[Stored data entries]
================================
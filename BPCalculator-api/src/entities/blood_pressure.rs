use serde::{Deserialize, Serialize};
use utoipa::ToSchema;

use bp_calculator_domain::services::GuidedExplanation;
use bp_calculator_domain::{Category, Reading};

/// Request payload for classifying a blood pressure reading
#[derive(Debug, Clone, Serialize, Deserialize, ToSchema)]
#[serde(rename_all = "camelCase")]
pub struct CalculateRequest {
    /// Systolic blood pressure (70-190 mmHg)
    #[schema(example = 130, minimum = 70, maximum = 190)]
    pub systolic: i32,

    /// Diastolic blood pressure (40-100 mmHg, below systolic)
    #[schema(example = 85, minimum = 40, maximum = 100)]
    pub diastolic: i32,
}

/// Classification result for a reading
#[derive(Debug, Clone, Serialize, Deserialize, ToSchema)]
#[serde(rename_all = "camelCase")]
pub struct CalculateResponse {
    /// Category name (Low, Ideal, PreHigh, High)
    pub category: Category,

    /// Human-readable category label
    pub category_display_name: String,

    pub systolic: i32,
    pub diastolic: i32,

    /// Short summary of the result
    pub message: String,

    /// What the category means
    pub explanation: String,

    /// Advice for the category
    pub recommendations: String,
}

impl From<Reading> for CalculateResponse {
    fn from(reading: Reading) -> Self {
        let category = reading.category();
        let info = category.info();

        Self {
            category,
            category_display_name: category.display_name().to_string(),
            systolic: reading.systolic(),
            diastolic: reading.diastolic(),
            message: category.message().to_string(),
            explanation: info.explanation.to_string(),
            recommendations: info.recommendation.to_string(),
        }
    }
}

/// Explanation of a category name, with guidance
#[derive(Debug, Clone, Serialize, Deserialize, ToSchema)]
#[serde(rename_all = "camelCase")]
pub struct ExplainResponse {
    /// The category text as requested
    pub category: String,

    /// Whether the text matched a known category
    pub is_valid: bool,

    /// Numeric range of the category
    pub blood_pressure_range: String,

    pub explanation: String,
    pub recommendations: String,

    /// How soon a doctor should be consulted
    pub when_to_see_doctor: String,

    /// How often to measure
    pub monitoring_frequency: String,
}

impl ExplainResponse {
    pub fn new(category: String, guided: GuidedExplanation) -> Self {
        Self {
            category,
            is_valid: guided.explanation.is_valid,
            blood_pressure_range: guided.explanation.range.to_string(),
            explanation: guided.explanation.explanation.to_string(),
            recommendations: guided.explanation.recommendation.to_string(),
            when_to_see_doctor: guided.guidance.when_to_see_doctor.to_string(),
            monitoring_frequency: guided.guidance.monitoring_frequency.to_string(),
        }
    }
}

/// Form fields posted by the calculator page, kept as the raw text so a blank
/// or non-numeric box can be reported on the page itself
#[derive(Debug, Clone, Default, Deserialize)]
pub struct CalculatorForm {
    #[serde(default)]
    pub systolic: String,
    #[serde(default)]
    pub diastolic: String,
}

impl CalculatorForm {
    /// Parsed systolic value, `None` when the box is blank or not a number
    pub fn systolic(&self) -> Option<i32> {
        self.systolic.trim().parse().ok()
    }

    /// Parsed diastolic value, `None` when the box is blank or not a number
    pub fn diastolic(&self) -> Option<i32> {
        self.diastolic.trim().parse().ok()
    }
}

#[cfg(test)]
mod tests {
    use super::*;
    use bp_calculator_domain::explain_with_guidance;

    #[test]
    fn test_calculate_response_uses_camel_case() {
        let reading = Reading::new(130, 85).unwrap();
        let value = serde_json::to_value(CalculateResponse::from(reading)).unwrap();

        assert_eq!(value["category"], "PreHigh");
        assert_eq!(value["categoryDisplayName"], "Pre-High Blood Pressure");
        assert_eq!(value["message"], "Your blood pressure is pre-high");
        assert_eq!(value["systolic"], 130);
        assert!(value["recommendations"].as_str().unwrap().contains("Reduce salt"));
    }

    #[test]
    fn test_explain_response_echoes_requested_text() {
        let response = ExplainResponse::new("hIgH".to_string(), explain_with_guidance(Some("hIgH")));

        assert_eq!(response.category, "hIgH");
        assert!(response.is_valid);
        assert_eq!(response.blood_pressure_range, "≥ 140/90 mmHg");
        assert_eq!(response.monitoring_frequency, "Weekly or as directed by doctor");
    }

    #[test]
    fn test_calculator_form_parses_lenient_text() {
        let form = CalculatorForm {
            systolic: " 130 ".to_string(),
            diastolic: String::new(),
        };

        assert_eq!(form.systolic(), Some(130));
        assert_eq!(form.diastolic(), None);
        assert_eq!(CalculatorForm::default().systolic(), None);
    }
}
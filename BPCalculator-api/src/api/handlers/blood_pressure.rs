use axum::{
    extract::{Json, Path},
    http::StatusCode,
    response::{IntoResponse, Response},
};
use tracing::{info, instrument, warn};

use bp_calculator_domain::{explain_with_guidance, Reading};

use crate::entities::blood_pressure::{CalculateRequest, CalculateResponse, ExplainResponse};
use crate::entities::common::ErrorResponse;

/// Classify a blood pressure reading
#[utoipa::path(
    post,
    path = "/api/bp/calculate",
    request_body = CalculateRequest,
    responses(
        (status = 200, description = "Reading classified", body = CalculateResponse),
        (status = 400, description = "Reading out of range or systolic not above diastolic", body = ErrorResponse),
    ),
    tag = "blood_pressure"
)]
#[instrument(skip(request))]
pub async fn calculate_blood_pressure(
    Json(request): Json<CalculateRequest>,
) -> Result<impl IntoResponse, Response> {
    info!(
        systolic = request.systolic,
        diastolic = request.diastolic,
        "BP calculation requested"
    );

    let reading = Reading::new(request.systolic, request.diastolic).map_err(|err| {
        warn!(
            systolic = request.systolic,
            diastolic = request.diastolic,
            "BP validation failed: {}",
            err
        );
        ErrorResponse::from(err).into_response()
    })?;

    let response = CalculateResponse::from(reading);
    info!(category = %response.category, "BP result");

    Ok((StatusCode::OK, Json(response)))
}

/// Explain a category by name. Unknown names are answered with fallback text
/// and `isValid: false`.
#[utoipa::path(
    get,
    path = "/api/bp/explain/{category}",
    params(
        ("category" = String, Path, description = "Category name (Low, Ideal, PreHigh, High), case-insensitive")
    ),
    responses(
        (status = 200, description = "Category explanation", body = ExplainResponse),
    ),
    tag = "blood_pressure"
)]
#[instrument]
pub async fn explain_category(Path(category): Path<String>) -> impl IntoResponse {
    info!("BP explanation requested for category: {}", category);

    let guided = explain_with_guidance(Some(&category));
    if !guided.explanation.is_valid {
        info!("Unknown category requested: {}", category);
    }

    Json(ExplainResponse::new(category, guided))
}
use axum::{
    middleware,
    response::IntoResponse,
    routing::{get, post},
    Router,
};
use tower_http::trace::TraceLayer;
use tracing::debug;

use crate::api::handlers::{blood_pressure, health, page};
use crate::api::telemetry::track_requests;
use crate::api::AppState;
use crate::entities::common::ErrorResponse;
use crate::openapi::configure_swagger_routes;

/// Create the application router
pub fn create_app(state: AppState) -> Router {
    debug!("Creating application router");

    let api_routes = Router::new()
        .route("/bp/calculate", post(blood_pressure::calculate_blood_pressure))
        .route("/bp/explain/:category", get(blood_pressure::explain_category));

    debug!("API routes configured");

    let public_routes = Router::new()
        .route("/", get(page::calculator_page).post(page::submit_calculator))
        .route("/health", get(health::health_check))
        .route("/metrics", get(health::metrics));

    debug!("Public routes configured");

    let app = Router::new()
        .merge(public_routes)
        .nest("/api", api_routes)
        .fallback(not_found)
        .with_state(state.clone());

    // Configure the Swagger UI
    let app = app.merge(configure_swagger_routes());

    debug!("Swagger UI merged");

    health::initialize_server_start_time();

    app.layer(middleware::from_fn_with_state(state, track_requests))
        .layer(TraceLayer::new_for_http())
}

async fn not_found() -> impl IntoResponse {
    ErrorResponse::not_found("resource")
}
================================
● What you have to do: Search the entries for the string "instrument" and collect each line that has it.

● Reply to the task:
use tracing::{info, instrument, warn};
#[instrument(skip(request))]
#[instrument]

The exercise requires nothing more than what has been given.